A equipa testou então essa hipótese – de que este micro-ARN é importante para a existência de uma adaptação de plasticidade homeostática – ao alterar geneticamente neurónios do hipocampo de ratos. “No seu processo de resposta, as células alteram os seus níveis de micro-ARN e fizemos artificialmente o mesmo ou então contrariámos aquilo que as células normalmente fazem”, diz a investigadora.
“Quando contrariámos os níveis do micro-ARN, vimos que as células deixaram de ser capazes de fazer o processo de adaptação.” Isto é, tanto quando aumentavam os níveis do micro-ARN como quando inibiam a sua expressão, os processos de adaptação das células perdiam-se. Confirmou-se assim que o micro-ARN-186 participa nos mecanismos homeostáticos que estabilizam a actividade neuronal no hipocampo (parte do cérebro envolvida na aprendizagem e formação de memórias).
Autismo e Alzheimer
Portanto, este processo pode ser ilustrado com a metáfora dos e-mails. “O cérebro tem formas de ajuste que tornam a transmissão de informação fluida – a chamada plasticidade homeostática – e este estudo demonstra que o micro-ARN-186 coordena esta forma de ajuste”, refere-se no comunicado. Quando a plasticidade homeostática se desregula, a caixa de correio do cérebro fica cheia e não pode receber mais mensagens. Por outro lado, pode ser eliminada por baixa utilização. O micro-ARN-186 serve assim para que nenhuma destas situações aconteça.
“Há um grande interesse na plasticidade homeostática para se compreender doenças psiquiátricas: há diferentes evidências que mostram que estes processos podem estar desregulados em doenças neuropsiquiátricas como o autismo e a esquizofrenia. Também já começa a haver alguma evidência que estes processos são alterados nas doenças neurodegenerativas como na doença de Alzheimer”, indica Ana Luísa Carvalho. “É importante compreender como estes processos acontecem para se perceber de que forma são desregulados nas doenças.”
No futuro, a equipa pretende encontrar outros alvos do micro-ARN-186. “Um outro aspecto que nos interessa é o papel do micro-ARN-186 no stress crónico.

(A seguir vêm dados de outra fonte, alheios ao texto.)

use serde::{Deserialize, Serialize};

use crate::dynamics::{Body, BodyId};
use crate::math::Vec3;

use super::equation::{ContactEquation, Equation, SpookParams, DEFAULT_MAX_FORCE};

/// Stable identifier of a constraint inside a world
#[derive(Debug, Clone, Copy, PartialEq, Eq, Hash, PartialOrd, Ord, Serialize, Deserialize)]
pub struct ConstraintId(pub u32);

#[derive(Debug, Clone, Copy, PartialEq)]
pub enum ConstraintKind {
    /// Pins a point fixed in body A to a point fixed in body B
    PointToPoint { pivot_a: Vec3, pivot_b: Vec3 },
    /// Keeps the body centers `distance` apart
    Distance { distance: f32 },
}

/// A joint between two bodies, expressed as bilateral equations rebuilt
/// every step.
#[derive(Debug, Clone)]
pub struct Constraint {
    pub(crate) id: Option<ConstraintId>,
    pub body_a: BodyId,
    pub body_b: BodyId,
    pub kind: ConstraintKind,
    /// Whether the connected bodies still collide with each other
    pub collide_connected: bool,
    pub max_force: f32,
    pub stiffness: f32,
    pub relaxation: f32,
    enabled: bool,
    multipliers: Vec<f32>,
}

impl Constraint {
    fn new(body_a: BodyId, body_b: BodyId, kind: ConstraintKind) -> Self {
        Self {
            id: None,
            body_a,
            body_b,
            kind,
            collide_connected: true,
            max_force: DEFAULT_MAX_FORCE,
            stiffness: 1e7,
            relaxation: 4.0,
            enabled: true,
            multipliers: Vec::new(),
        }
    }

    /// Pivots are given in each body's local frame
    pub fn point_to_point(body_a: BodyId, pivot_a: Vec3, body_b: BodyId, pivot_b: Vec3) -> Self {
        Self::new(body_a, body_b, ConstraintKind::PointToPoint { pivot_a, pivot_b })
    }

    pub fn distance(body_a: BodyId, body_b: BodyId, distance: f32) -> Self {
        Self::new(body_a, body_b, ConstraintKind::Distance { distance })
    }

    pub fn with_max_force(mut self, max_force: f32) -> Self {
        self.max_force = max_force;
        self
    }

    pub fn with_collide_connected(mut self, collide_connected: bool) -> Self {
        self.collide_connected = collide_connected;
        self
    }

    pub fn with_spook(mut self, stiffness: f32, relaxation: f32) -> Self {
        self.stiffness = stiffness;
        self.relaxation = relaxation;
        self
    }

    #[inline]
    pub fn id(&self) -> Option<ConstraintId> {
        self.id
    }

    #[inline]
    pub fn is_enabled(&self) -> bool {
        self.enabled
    }

    pub fn enable(&mut self) {
        self.enabled = true;
    }

    pub fn disable(&mut self) {
        self.enabled = false;
    }

    /// True if the constraint connects `a` and `b` in either order
    pub fn connects(&self, a: BodyId, b: BodyId) -> bool {
        (self.body_a == a && self.body_b == b) || (self.body_a == b && self.body_b == a)
    }

    #[inline]
    pub fn involves(&self, body: BodyId) -> bool {
        self.body_a == body || self.body_b == body
    }

    /// Forces applied by each equation in the last step
    pub fn multipliers(&self) -> &[f32] {
        &self.multipliers
    }

    pub(crate) fn set_multipliers(&mut self, multipliers: impl Iterator<Item = f32>) {
        self.multipliers.clear();
        self.multipliers.extend(multipliers);
    }

    /// Appends this constraint's equations for the bodies at indices `i`
    /// and `j`, linearized around their current poses.
    pub fn build_equations(&self, i: usize, j: usize, bodies: &[Body], dt: f32, out: &mut Vec<Equation>) {
        let spook = SpookParams::new(self.stiffness, self.relaxation, dt);
        let (a, b) = (&bodies[i], &bodies[j]);
        match self.kind {
            ConstraintKind::PointToPoint { pivot_a, pivot_b } => {
                let ri = a.vector_to_world_frame(pivot_a);
                let rj = b.vector_to_world_frame(pivot_b);
                for axis in [Vec3::X, Vec3::Y, Vec3::Z] {
                    let row = ContactEquation::new(ri, rj, axis);
                    out.push(Equation::bilateral(i, j, row, self.max_force, spook));
                }
            }
            ConstraintKind::Distance { distance } => {
                let n = (b.position() - a.position()).try_normalize().unwrap_or(Vec3::X);
                let half = 0.5 * distance;
                let row = ContactEquation::new(n * half, n * -half, n);
                out.push(Equation::bilateral(i, j, row, self.max_force, spook));
            }
        }
    }

    /// Number of equations `build_equations` appends
    pub fn equation_count(&self) -> usize {
        match self.kind {
            ConstraintKind::PointToPoint { .. } => 3,
            ConstraintKind::Distance { .. } => 1,
        }
    }
}

#[cfg(test)]
mod tests {
    use super::*;
    use crate::geometry::Shape;
    use approx::assert_abs_diff_eq;

    fn bodies() -> Vec<Body> {
        vec![
            Body::new(1.0).with_shape(Shape::sphere(0.5).unwrap()),
            Body::new(1.0)
                .with_shape(Shape::sphere(0.5).unwrap())
                .with_position(Vec3::new(3.0, 0.0, 0.0)),
        ]
    }

    #[test]
    fn test_distance_gap() {
        let c = Constraint::distance(BodyId(0), BodyId(1), 2.0);
        let mut out = Vec::new();
        c.build_equations(0, 1, &bodies(), 1.0 / 60.0, &mut out);
        assert_eq!(out.len(), c.equation_count());
        // Centers are one unit further apart than required
        assert_abs_diff_eq!(out[0].compute_gq(&bodies()), 1.0, epsilon = 1e-6);
        assert_eq!(out[0].min_force, -DEFAULT_MAX_FORCE);
    }

    #[test]
    fn test_point_to_point_rows() {
        let c = Constraint::point_to_point(BodyId(0), Vec3::new(1.5, 0.0, 0.0), BodyId(1), Vec3::new(-1.5, 0.0, 0.0))
            .with_max_force(50.0);
        let mut out = Vec::new();
        c.build_equations(0, 1, &bodies(), 1.0 / 60.0, &mut out);
        assert_eq!(out.len(), 3);
        for eq in &out {
            assert_abs_diff_eq!(eq.compute_gq(&bodies()), 0.0, epsilon = 1e-6);
            assert_eq!(eq.max_force, 50.0);
        }
    }

    #[test]
    fn test_connects_either_order() {
        let c = Constraint::distance(BodyId(4), BodyId(7), 1.0);
        assert!(c.connects(BodyId(7), BodyId(4)));
        assert!(!c.connects(BodyId(7), BodyId(5)));
        assert!(c.involves(BodyId(4)));
    }
}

O stress prolongado pode ser causador de alterações cognitivas e existem evidências que a expressão do micro-ARN-186 está alterada no cérebro nessas condições”, revela no comunicado a cientista. “Estamos a testar a possibilidade de a manipulação nos níveis do micro-ARN-186 poder impedir as alterações na comunicação entre neurónios e os défices cognitivos associados ao stress crónico.”